//! Database models for snapshot rows.
//!
//! Snapshots are stored as a parent row per (account, instrument, date)
//! with one child row per settlement currency. Parent ids come from the
//! database (AUTOINCREMENT); children are never written before their
//! parent's id is known. All money fields are TEXT-encoded decimals, and
//! the FIFO open-lot state is carried as a JSON column so a baseline row
//! fully restores running state.

use chrono::{NaiveDate, NaiveDateTime, Utc};
use diesel::prelude::*;
use rust_decimal::Decimal;
use serde::{Deserialize, Serialize};
use std::str::FromStr;

use tradelens_core::constants::{DATE_FORMAT, DECIMAL_PRECISION, TIMESTAMP_FORMAT};
use tradelens_core::snapshot::{AccountSnapshot, CurrencySnapshot, SnapshotFigures};

pub(crate) fn parse_decimal(value: &str) -> Decimal {
    Decimal::from_str(value).unwrap_or_default()
}

pub(crate) fn decimal_text(value: Decimal) -> String {
    value.round_dp(DECIMAL_PRECISION).to_string()
}

pub(crate) fn parse_date(value: &str) -> NaiveDate {
    NaiveDate::parse_from_str(value, DATE_FORMAT).unwrap_or_default()
}

pub(crate) fn parse_calculated_at(value: &str) -> NaiveDateTime {
    NaiveDateTime::parse_from_str(value, TIMESTAMP_FORMAT).unwrap_or_else(|e| {
        log::error!("Failed to parse DB calculated_at '{}': {}", value, e);
        Utc::now().naive_utc()
    })
}

/// New parent row; the id comes back from the insert.
#[derive(Debug, Clone, Insertable, AsChangeset)]
#[diesel(table_name = crate::schema::instrument_snapshots)]
#[diesel(check_for_backend(diesel::sqlite::Sqlite))]
pub struct NewInstrumentSnapshotRow {
    pub account_id: String,
    pub instrument_id: String,
    pub snapshot_date: String,
    pub calculated_at: String,
}

/// Per-currency child row.
#[derive(
    Debug, Clone, Queryable, QueryableByName, Selectable, Insertable, Serialize, Deserialize,
)]
#[diesel(table_name = crate::schema::instrument_currency_snapshots)]
#[diesel(check_for_backend(diesel::sqlite::Sqlite))]
#[serde(rename_all = "camelCase")]
pub struct CurrencySnapshotDB {
    pub parent_id: i64,
    pub account_id: String,
    pub instrument_id: String,
    pub currency: String,
    pub snapshot_date: String,
    pub total_shares: String,
    pub cost_basis: String,
    pub realized_gains: String,
    pub realized_pct: String,
    pub unrealized_gains: String,
    pub unrealized_pct: String,
    pub options_income: String,
    pub dividends_received: String,
    pub other_income: String,
    pub commissions: String,
    pub fees: String,
    pub net_cash_flow: String,
    pub has_open_trades: bool,
    pub open_lots: String,
    pub calculated_at: String,
}

impl CurrencySnapshotDB {
    pub fn from_domain(domain: &CurrencySnapshot, parent_id: i64) -> Self {
        CurrencySnapshotDB {
            parent_id,
            account_id: domain.account_id.clone(),
            instrument_id: domain.instrument_id.clone(),
            currency: domain.currency.clone(),
            snapshot_date: domain.date.format(DATE_FORMAT).to_string(),
            total_shares: decimal_text(domain.figures.total_shares),
            cost_basis: decimal_text(domain.figures.cost_basis),
            realized_gains: decimal_text(domain.figures.realized_gains),
            realized_pct: decimal_text(domain.figures.realized_pct),
            unrealized_gains: decimal_text(domain.figures.unrealized_gains),
            unrealized_pct: decimal_text(domain.figures.unrealized_pct),
            options_income: decimal_text(domain.figures.options_income),
            dividends_received: decimal_text(domain.figures.dividends_received),
            other_income: decimal_text(domain.figures.other_income),
            commissions: decimal_text(domain.figures.commissions),
            fees: decimal_text(domain.figures.fees),
            net_cash_flow: decimal_text(domain.figures.net_cash_flow),
            has_open_trades: domain.figures.has_open_trades,
            open_lots: serde_json::to_string(&domain.open_lots)
                .unwrap_or_else(|_| "[]".to_string()),
            calculated_at: domain.calculated_at.format(TIMESTAMP_FORMAT).to_string(),
        }
    }
}

impl From<CurrencySnapshotDB> for CurrencySnapshot {
    fn from(db: CurrencySnapshotDB) -> Self {
        CurrencySnapshot {
            parent_id: Some(db.parent_id),
            account_id: db.account_id,
            instrument_id: db.instrument_id,
            currency: db.currency,
            date: parse_date(&db.snapshot_date),
            figures: SnapshotFigures {
                total_shares: parse_decimal(&db.total_shares),
                cost_basis: parse_decimal(&db.cost_basis),
                realized_gains: parse_decimal(&db.realized_gains),
                realized_pct: parse_decimal(&db.realized_pct),
                unrealized_gains: parse_decimal(&db.unrealized_gains),
                unrealized_pct: parse_decimal(&db.unrealized_pct),
                options_income: parse_decimal(&db.options_income),
                dividends_received: parse_decimal(&db.dividends_received),
                other_income: parse_decimal(&db.other_income),
                commissions: parse_decimal(&db.commissions),
                fees: parse_decimal(&db.fees),
                net_cash_flow: parse_decimal(&db.net_cash_flow),
                has_open_trades: db.has_open_trades,
            },
            open_lots: serde_json::from_str(&db.open_lots).unwrap_or_default(),
            calculated_at: parse_calculated_at(&db.calculated_at),
        }
    }
}

/// Account-level row, upserted on (account, currency, date).
#[derive(
    Debug,
    Clone,
    Queryable,
    QueryableByName,
    Selectable,
    Insertable,
    AsChangeset,
    Serialize,
    Deserialize,
)]
#[diesel(table_name = crate::schema::account_snapshots)]
#[diesel(check_for_backend(diesel::sqlite::Sqlite))]
#[serde(rename_all = "camelCase")]
pub struct AccountSnapshotDB {
    pub account_id: String,
    pub currency: String,
    pub snapshot_date: String,
    pub total_shares: String,
    pub cost_basis: String,
    pub realized_gains: String,
    pub realized_pct: String,
    pub unrealized_gains: String,
    pub unrealized_pct: String,
    pub options_income: String,
    pub dividends_received: String,
    pub other_income: String,
    pub commissions: String,
    pub fees: String,
    pub net_cash_flow: String,
    pub has_open_trades: bool,
    pub calculated_at: String,
}

impl From<AccountSnapshot> for AccountSnapshotDB {
    fn from(domain: AccountSnapshot) -> Self {
        AccountSnapshotDB {
            account_id: domain.account_id,
            currency: domain.currency,
            snapshot_date: domain.date.format(DATE_FORMAT).to_string(),
            total_shares: decimal_text(domain.figures.total_shares),
            cost_basis: decimal_text(domain.figures.cost_basis),
            realized_gains: decimal_text(domain.figures.realized_gains),
            realized_pct: decimal_text(domain.figures.realized_pct),
            unrealized_gains: decimal_text(domain.figures.unrealized_gains),
            unrealized_pct: decimal_text(domain.figures.unrealized_pct),
            options_income: decimal_text(domain.figures.options_income),
            dividends_received: decimal_text(domain.figures.dividends_received),
            other_income: decimal_text(domain.figures.other_income),
            commissions: decimal_text(domain.figures.commissions),
            fees: decimal_text(domain.figures.fees),
            net_cash_flow: decimal_text(domain.figures.net_cash_flow),
            has_open_trades: domain.figures.has_open_trades,
            calculated_at: domain.calculated_at.format(TIMESTAMP_FORMAT).to_string(),
        }
    }
}

impl AccountSnapshotDB {
    /// Rehydrates the domain row; the database id is supplied by the caller
    /// because this struct is also used for inserts, which carry none.
    pub fn into_domain(self, id: Option<i64>) -> AccountSnapshot {
        AccountSnapshot {
            id,
            account_id: self.account_id,
            currency: self.currency,
            date: parse_date(&self.snapshot_date),
            figures: SnapshotFigures {
                total_shares: parse_decimal(&self.total_shares),
                cost_basis: parse_decimal(&self.cost_basis),
                realized_gains: parse_decimal(&self.realized_gains),
                realized_pct: parse_decimal(&self.realized_pct),
                unrealized_gains: parse_decimal(&self.unrealized_gains),
                unrealized_pct: parse_decimal(&self.unrealized_pct),
                options_income: parse_decimal(&self.options_income),
                dividends_received: parse_decimal(&self.dividends_received),
                other_income: parse_decimal(&self.other_income),
                commissions: parse_decimal(&self.commissions),
                fees: parse_decimal(&self.fees),
                net_cash_flow: parse_decimal(&self.net_cash_flow),
                has_open_trades: self.has_open_trades,
            },
            calculated_at: parse_calculated_at(&self.calculated_at),
        }
    }
}
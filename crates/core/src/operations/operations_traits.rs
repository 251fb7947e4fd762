//! Repository trait for derived Operations.

use async_trait::async_trait;

use super::Operation;
use crate::errors::Result;

/// Operations are derived data: they are deleted and regenerated wholesale
/// for the affected instruments whenever movement history changes.
#[async_trait]
pub trait OperationRepositoryTrait: Send + Sync {
    /// Atomically replaces all operations for the given instruments of one
    /// account. Returns the number of operations written.
    async fn replace_for_instruments(
        &self,
        account_id: &str,
        instrument_ids: &[String],
        operations: &[Operation],
    ) -> Result<usize>;

    /// All operations for the account, open first, then by open date.
    fn get_for_account(&self, account_id: &str) -> Result<Vec<Operation>>;
}
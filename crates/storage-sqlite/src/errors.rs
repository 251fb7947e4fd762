//! Storage-specific error types for SQLite operations.
//!
//! Wraps Diesel and r2d2 errors and converts them to the database-agnostic
//! error types defined in `tradelens_core`.

use diesel::result::Error as DieselError;
use thiserror::Error;
use tradelens_core::errors::{DatabaseError, Error};

/// Storage-specific errors that wrap Diesel and r2d2 types.
///
/// Internal to the storage layer; converted to `tradelens_core::Error`
/// before being returned to callers.
#[derive(Error, Debug)]
pub enum StorageError {
    #[error("Database connection failed: {0}")]
    ConnectionFailed(#[from] diesel::ConnectionError),

    #[error("Connection pool error: {0}")]
    PoolError(#[from] r2d2::Error),

    #[error("Query execution failed: {0}")]
    QueryFailed(#[from] DieselError),

    #[error("Migration failed: {0}")]
    MigrationFailed(String),

    #[error("Serialization error: {0}")]
    SerializationError(String),

    #[error("Core error: {0}")]
    CoreError(String),
}

/// Convert core Error to StorageError (for the write actor's transaction
/// wrapper).
impl From<Error> for StorageError {
    fn from(err: Error) -> Self {
        StorageError::CoreError(err.to_string())
    }
}

impl From<StorageError> for Error {
    fn from(err: StorageError) -> Self {
        match err {
            StorageError::ConnectionFailed(e) => {
                Error::Database(DatabaseError::ConnectionFailed(e.to_string()))
            }
            StorageError::PoolError(e) => {
                Error::Database(DatabaseError::PoolCreationFailed(e.to_string()))
            }
            StorageError::QueryFailed(DieselError::NotFound) => {
                Error::Database(DatabaseError::NotFound("Record not found".to_string()))
            }
            StorageError::QueryFailed(DieselError::DatabaseError(
                diesel::result::DatabaseErrorKind::UniqueViolation,
                info,
            )) => Error::Database(DatabaseError::UniqueViolation(info.message().to_string())),
            StorageError::QueryFailed(DieselError::DatabaseError(
                diesel::result::DatabaseErrorKind::ForeignKeyViolation,
                info,
            )) => Error::Database(DatabaseError::ForeignKeyViolation(
                info.message().to_string(),
            )),
            StorageError::QueryFailed(e) => {
                Error::Database(DatabaseError::QueryFailed(e.to_string()))
            }
            StorageError::MigrationFailed(e) => Error::Database(DatabaseError::MigrationFailed(e)),
            StorageError::SerializationError(e) => Error::Database(DatabaseError::Internal(e)),
            StorageError::CoreError(e) => Error::Database(DatabaseError::Internal(e)),
        }
    }
}

/// Extension trait for converting Diesel/r2d2 Results to core Results.
///
/// Orphan rules prevent `From<DieselError> for Error`, so conversion goes
/// through `StorageError`.
pub trait IntoCore<T> {
    fn into_core(self) -> tradelens_core::Result<T>;
}

impl<T> IntoCore<T> for std::result::Result<T, DieselError> {
    fn into_core(self) -> tradelens_core::Result<T> {
        self.map_err(|e| StorageError::from(e).into())
    }
}

impl<T> IntoCore<T> for std::result::Result<T, r2d2::Error> {
    fn into_core(self) -> tradelens_core::Result<T> {
        self.map_err(|e| StorageError::from(e).into())
    }
}
//! Engine-wide constants.

/// Decimal places kept when persisting monetary values.
pub const DECIMAL_PRECISION: u32 = 8;

/// Quantities below this threshold are treated as zero (closed position).
pub const QUANTITY_THRESHOLD: &str = "0.00000001";

/// Date format used for snapshot date columns.
pub const DATE_FORMAT: &str = "%Y-%m-%d";

/// Timestamp format used for calculated_at columns.
pub const TIMESTAMP_FORMAT: &str = "%Y-%m-%dT%H:%M:%S%.fZ";
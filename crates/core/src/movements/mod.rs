//! Movement model - immutable trade/dividend/cash-transfer records.

mod movements_model;
mod movements_traits;

pub use movements_model::*;
pub use movements_traits::*;

#[cfg(test)]
mod movements_model_tests;
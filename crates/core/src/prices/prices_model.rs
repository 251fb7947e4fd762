//! Instrument price models.

use chrono::NaiveDate;
use rust_decimal::Decimal;
use serde::{Deserialize, Serialize};

/// End-of-day closing price of one instrument in one currency.
#[derive(Debug, Clone, PartialEq, Serialize, Deserialize)]
#[serde(rename_all = "camelCase")]
pub struct InstrumentPrice {
    pub instrument_id: String,
    pub currency: String,
    pub date: NaiveDate,
    pub close: Decimal,
}
//! TradeLens Core - Domain entities, calculators, and traits.
//!
//! This crate contains the snapshot calculation engine's business logic.
//! It is database-agnostic and defines repository traits that are
//! implemented by the `storage-sqlite` crate.

pub mod batch;
pub mod constants;
pub mod coordinator;
pub mod errors;
pub mod events;
pub mod movements;
pub mod operations;
pub mod prices;
pub mod snapshot;

// Re-export error types
pub use errors::Error;
pub use errors::Result;
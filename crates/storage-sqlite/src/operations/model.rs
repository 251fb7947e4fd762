//! Database model for operations.

use chrono::{DateTime, Utc};
use diesel::prelude::*;
use rust_decimal::Decimal;
use serde::{Deserialize, Serialize};
use std::str::FromStr;

use tradelens_core::constants::{DECIMAL_PRECISION, TIMESTAMP_FORMAT};
use tradelens_core::operations::Operation;

#[derive(Debug, Clone, Queryable, Selectable, Insertable, Serialize, Deserialize)]
#[diesel(table_name = crate::schema::operations)]
#[diesel(check_for_backend(diesel::sqlite::Sqlite))]
#[serde(rename_all = "camelCase")]
pub struct OperationDB {
    pub id: String,
    pub account_id: String,
    pub instrument_id: String,
    pub currency: String,
    pub is_open: bool,
    pub open_date: String,
    pub close_date: Option<String>,
    pub realized_total: String,
    pub realized_as_of_today: String,
    pub commissions: String,
    pub fees: String,
    pub premium_net: String,
    pub dividends: String,
    pub dividend_taxes: String,
    pub capital_deployed: String,
    pub capital_deployed_today: String,
    pub performance_pct: String,
}

fn parse_decimal(value: &str) -> Decimal {
    Decimal::from_str(value).unwrap_or_default()
}

fn parse_timestamp(value: &str) -> DateTime<Utc> {
    DateTime::parse_from_rfc3339(value)
        .map(|dt| dt.with_timezone(&Utc))
        .unwrap_or_else(|e| {
            log::error!("Failed to parse DB operation date '{}': {}", value, e);
            Utc::now()
        })
}

impl From<OperationDB> for Operation {
    fn from(db: OperationDB) -> Self {
        Operation {
            id: db.id,
            account_id: db.account_id,
            instrument_id: db.instrument_id,
            currency: db.currency,
            is_open: db.is_open,
            open_date: parse_timestamp(&db.open_date),
            close_date: db.close_date.as_deref().map(parse_timestamp),
            realized_total: parse_decimal(&db.realized_total),
            realized_as_of_today: parse_decimal(&db.realized_as_of_today),
            commissions: parse_decimal(&db.commissions),
            fees: parse_decimal(&db.fees),
            premium_net: parse_decimal(&db.premium_net),
            dividends: parse_decimal(&db.dividends),
            dividend_taxes: parse_decimal(&db.dividend_taxes),
            capital_deployed: parse_decimal(&db.capital_deployed),
            capital_deployed_today: parse_decimal(&db.capital_deployed_today),
            performance_pct: parse_decimal(&db.performance_pct),
        }
    }
}

impl From<Operation> for OperationDB {
    fn from(domain: Operation) -> Self {
        let to_text = |d: Decimal| d.round_dp(DECIMAL_PRECISION).to_string();
        OperationDB {
            id: domain.id,
            account_id: domain.account_id,
            instrument_id: domain.instrument_id,
            currency: domain.currency,
            is_open: domain.is_open,
            open_date: domain.open_date.format(TIMESTAMP_FORMAT).to_string(),
            close_date: domain
                .close_date
                .map(|d| d.format(TIMESTAMP_FORMAT).to_string()),
            realized_total: to_text(domain.realized_total),
            realized_as_of_today: to_text(domain.realized_as_of_today),
            commissions: to_text(domain.commissions),
            fees: to_text(domain.fees),
            premium_net: to_text(domain.premium_net),
            dividends: to_text(domain.dividends),
            dividend_taxes: to_text(domain.dividend_taxes),
            capital_deployed: to_text(domain.capital_deployed),
            capital_deployed_today: to_text(domain.capital_deployed_today),
            performance_pct: to_text(domain.performance_pct),
        }
    }
}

## What to work on
Wherever the string "QueryFailed" appears in the records, copy the whole line.

## Your response
    QueryFailed(#[from] DieselError),
            StorageError::QueryFailed(DieselError::NotFound) => {
            StorageError::QueryFailed(DieselError::DatabaseError(
            StorageError::QueryFailed(DieselError::DatabaseError(
            StorageError::QueryFailed(e) => {
                Error::Database(DatabaseError::QueryFailed(e.to_string()))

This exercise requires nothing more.